Spacecraft are subject to heating by solar and infrared radiation which may affect their thermal and electrical performance. It is therefore desirable to know the expected absorbed heat flux in operating conditions. For this purpose, spacecraft are tested in thermal vacuum chambers to simulate orbital conditions and verify the thermal and electrical performance of the spacecraft.
The simulated orbital conditions can be achieved using the technique of IR or solar illumination. In either case it is desirable to measure accurately the radiated heat flux absorbed by the various spacecraft surfaces, and, for that reason, it has become necessary to design an accurate heat flux monitoring device or radiometer to measure, particularly, the absorbed IR radiated heat flux encountered during thermal vacuum testing.

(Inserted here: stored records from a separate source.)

#![forbid(unsafe_code)]

//! Core: key events and the bound input element abstraction.

pub mod element;
pub mod event;

pub use element::{InputElement, MemoryInput};
pub use event::{KeyCode, KeyEvent, KeyEventKind, Modifiers};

Radiometers are difficult to design with the necessary accuracy. This is because it is difficult to isolate the heat flux sensing part of the radiometer, usually a disc or plate, so that the only heat transfer involving the sensing plate is that with the environment. The sensing plate must be fixed in place thus requiring a housing of some kind, and a temperature sensitive device, usually some kind of thermocouple, to be connected to the sensing plate. This causes conductive and radiated heat loss from the sensing plate to the thermocouple and housing. In addition the sensing plate radiates heat directly into the environment. Hence any measurement of radiated heat flux conducted by monitoring only the temperature of the sensing plate will be inaccurate.
Previous radiometers have sought to overcome this problem by, for example, thermally shielding the plate from the housing, attempting to minimize conductive and radiated losses (by using appropriate materials and coatings), and using calibration techniques with the housing maintained at a fixed temperature.